Yes, you can substitute dairy ingredients with plant-based options like dairy-free butter and milk.
What Flour Can I Use For Gluten Free Scones?
Jamie Oliver suggests using gluten-free plain flour or a blend of gluten-free flours, like rice and potato flour.
How Do I Make My Gluten Free Scones Rise Properly?
Make sure you’re using gluten-free baking powder and avoid overworking the dough. Handle it gently!
Can I Use A Different Sugar Instead Of Caster Sugar In The Scones?
You can swap it for coconut sugar or any granulated sugar, but it might slightly change the texture or flavor.

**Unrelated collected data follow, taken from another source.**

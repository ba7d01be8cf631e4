// =============================================================================
// Scripted mock exchange for tests
// =============================================================================
//
// Behaviors for `place_order` are queued ahead of time; everything else is
// plain settable state. The mock never sleeps, so fill waits resolve on the
// first poll.
// =============================================================================

use std::collections::{HashMap, VecDeque};
use std::sync::atomic::{AtomicU64, Ordering};

use async_trait::async_trait;
use parking_lot::RwLock;
use rust_decimal::Decimal;
use rust_decimal_macros::dec;

use crate::exchange::{
    Balance, ExchangeApi, ExchangeError, OrderRequest, OrderSnapshot, Orderbook, OrderbookLevel,
    Ticker,
};
use crate::market_data::Candle;
use crate::types::{normalize_market, OrderState, Side};

/// What the next `place_order` call should do.
#[derive(Debug, Clone)]
pub enum PlaceBehavior {
    /// Order fills completely and immediately.
    FillAll,
    /// Order fills `fraction` of the requested quantity, then reads as done.
    FillPartial(Decimal),
    /// Order rests unfilled (state stays `Wait`).
    StayOpen,
    /// Exchange refuses the order.
    Reject(String),
    /// Transport-level failure.
    TransportFail(String),
}

#[derive(Default)]
pub struct MockExchange {
    pub candles: RwLock<HashMap<String, Vec<Candle>>>,
    pub tickers: RwLock<HashMap<String, Decimal>>,
    pub orderbooks: RwLock<HashMap<String, Orderbook>>,
    pub balances: RwLock<Vec<Balance>>,
    pub orders: RwLock<HashMap<String, OrderSnapshot>>,
    /// Scripted behaviors, consumed in order; empty queue means FillAll.
    pub place_script: RwLock<VecDeque<PlaceBehavior>>,
    /// Every request the engine submitted, for assertions.
    pub placed: RwLock<Vec<OrderRequest>>,
    /// When true, every data call fails at the transport level.
    pub data_outage: RwLock<bool>,
    next_id: AtomicU64,
}

impl MockExchange {
    pub fn new() -> Self {
        Self::default()
    }

    pub fn set_ticker(&self, market: &str, price: Decimal) {
        self.tickers
            .write()
            .insert(normalize_market(market), price);
    }

    /// Install a deep, tight book around `price` (0.1% half-spread).
    pub fn set_deep_book(&self, market: &str, price: Decimal) {
        let half_spread = price * dec!(0.001);
        let book = Orderbook {
            market: normalize_market(market),
            bids: (1..=5)
                .map(|i| OrderbookLevel {
                    price: price - half_spread * Decimal::from(i),
                    quantity: dec!(100),
                })
                .collect(),
            asks: (1..=5)
                .map(|i| OrderbookLevel {
                    price: price + half_spread * Decimal::from(i),
                    quantity: dec!(100),
                })
                .collect(),
        };
        self.orderbooks.write().insert(normalize_market(market), book);
    }

    pub fn set_book(&self, market: &str, book: Orderbook) {
        self.orderbooks.write().insert(normalize_market(market), book);
    }

    pub fn set_balance(&self, currency: &str, available: Decimal, locked: Decimal) {
        let mut balances = self.balances.write();
        balances.retain(|b| !b.currency.eq_ignore_ascii_case(currency));
        balances.push(Balance {
            currency: currency.to_uppercase(),
            available,
            locked,
            avg_buy_price: None,
        });
    }

    pub fn script(&self, behavior: PlaceBehavior) {
        self.place_script.write().push_back(behavior);
    }

    pub fn placed_count(&self) -> usize {
        self.placed.read().len()
    }

    fn fill_price_for(&self, request: &OrderRequest) -> Decimal {
        request
            .price
            .or_else(|| self.tickers.read().get(&normalize_market(&request.market)).copied())
            .unwrap_or(dec!(100))
    }

    fn requested_quantity(&self, request: &OrderRequest, fill_price: Decimal) -> Decimal {
        if let Some(q) = request.quantity {
            return q;
        }
        match (request.side, request.amount) {
            (Side::Buy, Some(amount)) if fill_price > Decimal::ZERO => amount / fill_price,
            _ => Decimal::ZERO,
        }
    }
}

#[async_trait]
impl ExchangeApi for MockExchange {
    async fn get_candles(
        &self,
        market: &str,
        _interval: &str,
        count: u32,
    ) -> Result<Vec<Candle>, ExchangeError> {
        if *self.data_outage.read() {
            return Err(ExchangeError::Transport("mock outage".into()));
        }
        let candles = self.candles.read();
        let series = candles
            .get(&normalize_market(market))
            .cloned()
            .unwrap_or_default();
        let start = series.len().saturating_sub(count as usize);
        Ok(series[start..].to_vec())
    }

    async fn get_ticker(&self, market: &str) -> Result<Ticker, ExchangeError> {
        if *self.data_outage.read() {
            return Err(ExchangeError::Transport("mock outage".into()));
        }
        let market = normalize_market(market);
        let price = self
            .tickers
            .read()
            .get(&market)
            .copied()
            .ok_or_else(|| ExchangeError::Transport(format!("no ticker for {market}")))?;
        Ok(Ticker {
            market,
            last_price: price,
        })
    }

    async fn get_orderbook(&self, market: &str, _depth: usize) -> Result<Orderbook, ExchangeError> {
        if *self.data_outage.read() {
            return Err(ExchangeError::Transport("mock outage".into()));
        }
        let market = normalize_market(market);
        self.orderbooks
            .read()
            .get(&market)
            .cloned()
            .ok_or_else(|| ExchangeError::Transport(format!("no orderbook for {market}")))
    }

    async fn get_balances(&self) -> Result<Vec<Balance>, ExchangeError> {
        if *self.data_outage.read() {
            return Err(ExchangeError::Transport("mock outage".into()));
        }
        Ok(self.balances.read().clone())
    }

    async fn place_order(&self, request: &OrderRequest) -> Result<String, ExchangeError> {
        let behavior = self
            .place_script
            .write()
            .pop_front()
            .unwrap_or(PlaceBehavior::FillAll);

        self.placed.write().push(request.clone());

        match behavior {
            PlaceBehavior::Reject(msg) => return Err(ExchangeError::Rejected(msg)),
            PlaceBehavior::TransportFail(msg) => return Err(ExchangeError::Transport(msg)),
            _ => {}
        }

        let id = self.next_id.fetch_add(1, Ordering::SeqCst) + 1;
        let order_id = format!("{}:{}", normalize_market(&request.market).replace('-', ""), id);

        let fill_price = self.fill_price_for(request);
        let requested = self.requested_quantity(request, fill_price);

        let snapshot = match behavior {
            PlaceBehavior::FillAll => OrderSnapshot {
                order_id: order_id.clone(),
                state: OrderState::Done,
                price: request.price,
                avg_fill_price: Some(fill_price),
                executed_volume: requested,
                remaining_volume: Decimal::ZERO,
                paid_fee: fill_price * requested * dec!(0.0005),
            },
            PlaceBehavior::FillPartial(fraction) => {
                let executed = requested * fraction;
                OrderSnapshot {
                    order_id: order_id.clone(),
                    state: OrderState::Done,
                    price: request.price,
                    avg_fill_price: Some(fill_price),
                    executed_volume: executed,
                    remaining_volume: requested - executed,
                    paid_fee: fill_price * executed * dec!(0.0005),
                }
            }
            PlaceBehavior::StayOpen => OrderSnapshot {
                order_id: order_id.clone(),
                state: OrderState::Wait,
                price: request.price,
                avg_fill_price: None,
                executed_volume: Decimal::ZERO,
                remaining_volume: requested,
                paid_fee: Decimal::ZERO,
            },
            PlaceBehavior::Reject(_) | PlaceBehavior::TransportFail(_) => unreachable!(),
        };

        self.orders.write().insert(order_id.clone(), snapshot);
        Ok(order_id)
    }

    async fn get_order(&self, order_id: &str) -> Result<OrderSnapshot, ExchangeError> {
        self.orders
            .read()
            .get(order_id)
            .cloned()
            .ok_or_else(|| ExchangeError::Transport(format!("unknown order {order_id}")))
    }

    async fn cancel_order(&self, order_id: &str) -> Result<(), ExchangeError> {
        let mut orders = self.orders.write();
        match orders.get_mut(order_id) {
            Some(snapshot) if snapshot.state == OrderState::Wait => {
                snapshot.state = OrderState::Cancel;
                Ok(())
            }
            Some(_) => Ok(()),
            None => Err(ExchangeError::Rejected(format!("unknown order {order_id}"))),
        }
    }
}
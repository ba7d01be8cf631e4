// =============================================================================
// Regime-suspension watcher — auto-pause trading in broad bear conditions
// =============================================================================
//
// Watches the latest regime classification across all markets. When the bear
// ratio holds at or above the suspend threshold for the full dwell window,
// `trading.enabled` is switched off and a system notification goes out; when
// the ratio falls below the resume threshold, trading switches back on.
// Only a suspension this watcher itself issued is ever resumed, so an
// operator pause is never overridden.
// =============================================================================

use std::collections::HashMap;
use std::sync::Arc;

use chrono::{DateTime, Duration, Utc};
use parking_lot::Mutex;
use tracing::{info, warn};

use crate::config_store::{ConfigStore, KEY_TRADING_ENABLED};
use crate::notify::Notifier;
use crate::regime::{RegimeAnalysis, RegimeKind};

/// Bear share at or above which suspension arms.
const SUSPEND_RATIO: f64 = 0.8;
/// Bear share below which trading resumes.
const RESUME_RATIO: f64 = 0.5;
/// The bear ratio must hold for this long before suspension fires.
const DWELL_MINUTES: i64 = 30;

/// Decision produced by one observation.
#[derive(Debug, Clone, Copy, PartialEq, Eq)]
pub enum SuspensionAction {
    Suspend,
    Resume,
}

/// Pure state machine, separated from I/O for testability.
#[derive(Debug, Default)]
pub struct SuspensionState {
    bear_since: Option<DateTime<Utc>>,
    suspended: bool,
}

impl SuspensionState {
    pub fn observe(&mut self, bear_ratio: f64, now: DateTime<Utc>) -> Option<SuspensionAction> {
        if self.suspended {
            if bear_ratio < RESUME_RATIO {
                self.suspended = false;
                self.bear_since = None;
                return Some(SuspensionAction::Resume);
            }
            return None;
        }

        if bear_ratio >= SUSPEND_RATIO {
            let since = *self.bear_since.get_or_insert(now);
            if now - since >= Duration::minutes(DWELL_MINUTES) {
                self.suspended = true;
                return Some(SuspensionAction::Suspend);
            }
        } else {
            self.bear_since = None;
        }
        None
    }

    pub fn is_suspended(&self) -> bool {
        self.suspended
    }
}

/// The watcher that applies the state machine's decisions.
pub struct RegimeSuspensionWatcher {
    config: Arc<ConfigStore>,
    notifier: Arc<dyn Notifier>,
    state: Mutex<SuspensionState>,
}

impl RegimeSuspensionWatcher {
    pub fn new(config: Arc<ConfigStore>, notifier: Arc<dyn Notifier>) -> Self {
        Self {
            config,
            notifier,
            state: Mutex::new(SuspensionState::default()),
        }
    }

    /// Evaluate the latest per-market regime snapshot.
    pub async fn evaluate(&self, regimes: &HashMap<String, RegimeAnalysis>) {
        if regimes.is_empty() {
            return;
        }
        let bears = regimes
            .values()
            .filter(|a| a.regime == RegimeKind::Bear)
            .count();
        let ratio = bears as f64 / regimes.len() as f64;

        let action = self.state.lock().observe(ratio, Utc::now());
        match action {
            Some(SuspensionAction::Suspend) => {
                warn!(
                    bear_ratio = format!("{ratio:.2}"),
                    "broad bear regime sustained, suspending trading"
                );
                if let Err(e) = self.config.set(KEY_TRADING_ENABLED, "false").await {
                    warn!(error = %e, "failed to persist trading suspension");
                }
                self.notifier
                    .send_system(
                        "Trading suspended",
                        &format!(
                            "{bears}/{} markets classified BEAR for {DWELL_MINUTES} minutes",
                            regimes.len()
                        ),
                    )
                    .await;
            }
            Some(SuspensionAction::Resume) => {
                info!(
                    bear_ratio = format!("{ratio:.2}"),
                    "bear share receded, resuming trading"
                );
                if let Err(e) = self.config.set(KEY_TRADING_ENABLED, "true").await {
                    warn!(error = %e, "failed to persist trading resume");
                }
                self.notifier
                    .send_system(
                        "Trading resumed",
                        &format!("bear share fell to {:.0}%", ratio * 100.0),
                    )
                    .await;
            }
            None => {}
        }
    }

    #[cfg(test)]
    pub fn force_bear_since(&self, at: DateTime<Utc>) {
        self.state.lock().bear_since = Some(at);
    }
}

// =============================================================================
// Tests
// =============================================================================

#[cfg(test)]
mod tests {
    use super::*;
    use crate::notify::testkit::RecordingNotifier;
    use crate::persistence::database::memory_pool;
    use crate::persistence::ConfigRepository;

    fn analysis(regime: RegimeKind) -> RegimeAnalysis {
        RegimeAnalysis {
            regime,
            adx: 30.0,
            atr_percent: 1.0,
            confidence: 0.7,
        }
    }

    #[test]
    fn state_machine_requires_full_dwell() {
        let mut state = SuspensionState::default();
        let t0 = Utc::now();
        assert_eq!(state.observe(0.8, t0), None);
        assert_eq!(state.observe(0.8, t0 + Duration::minutes(15)), None);
        assert_eq!(
            state.observe(0.8, t0 + Duration::minutes(30)),
            Some(SuspensionAction::Suspend)
        );
    }

    #[test]
    fn dip_below_threshold_restarts_the_dwell() {
        let mut state = SuspensionState::default();
        let t0 = Utc::now();
        state.observe(0.9, t0);
        state.observe(0.4, t0 + Duration::minutes(20)); // streak broken
        assert_eq!(state.observe(0.9, t0 + Duration::minutes(31)), None);
    }

    #[test]
    fn resumes_below_half() {
        let mut state = SuspensionState::default();
        let t0 = Utc::now();
        state.observe(0.8, t0);
        state.observe(0.8, t0 + Duration::minutes(30));
        assert!(state.is_suspended());

        assert_eq!(state.observe(0.6, t0 + Duration::minutes(40)), None);
        assert_eq!(
            state.observe(0.4, t0 + Duration::minutes(50)),
            Some(SuspensionAction::Resume)
        );
        assert!(!state.is_suspended());
    }

    #[tokio::test]
    async fn four_of_five_bear_markets_suspend_and_recover() {
        let config = Arc::new(
            ConfigStore::load(ConfigRepository::new(memory_pool().await))
                .await
                .unwrap(),
        );
        config.set(KEY_TRADING_ENABLED, "true").await.unwrap();
        let notifier = Arc::new(RecordingNotifier::default());
        let watcher = RegimeSuspensionWatcher::new(config.clone(), notifier.clone());

        let mut regimes = HashMap::new();
        for market in ["A-USDT", "B-USDT", "C-USDT", "D-USDT"] {
            regimes.insert(market.to_string(), analysis(RegimeKind::Bear));
        }
        regimes.insert("E-USDT".to_string(), analysis(RegimeKind::Bull));

        // Arm the dwell 30 minutes in the past, then observe again.
        watcher.evaluate(&regimes).await;
        watcher.force_bear_since(Utc::now() - Duration::minutes(30));
        watcher.evaluate(&regimes).await;

        assert!(!config.get_bool(KEY_TRADING_ENABLED, true));
        assert_eq!(notifier.systems.lock().len(), 1);

        // Bear ratio falls to 2/5: trading resumes.
        for market in ["A-USDT", "B-USDT", "C-USDT"] {
            regimes.insert(market.to_string(), analysis(RegimeKind::Sideways));
        }
        watcher.evaluate(&regimes).await;

        assert!(config.get_bool(KEY_TRADING_ENABLED, false));
        assert_eq!(notifier.systems.lock().len(), 2);
    }
}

Can I Add Fruit To The Scones, Like Raisins Or Cranberries?
Yes! Add dried fruit or fresh berries to the dough for extra flavor. Just fold it in carefully.
How Long Do I Bake Gluten Free Scones For?
Bake at 220°C (200°C fan) for about 12-15 minutes or until golden brown on top.
Do I Need To Use Xanthan Gum In Gluten Free Scones?
Xanthan gum is optional but can help improve texture. If you’re using a flour blend with it already, you can skip it.
How Can I Make My Scones Extra Fluffy?
Use cold butter and make sure your baking powder is fresh. Gently fold the dough and avoid overmixing.
Can I Freeze Gluten Free Scones?
Yes, you can freeze the scones either baked or unbaked. Just wrap them well and freeze for up to a month.
What’s The Best Way To Serve Gluten Free Scones?
Serve them warm with jam and clotted cream for a classic touch, or enjoy them with butter and honey.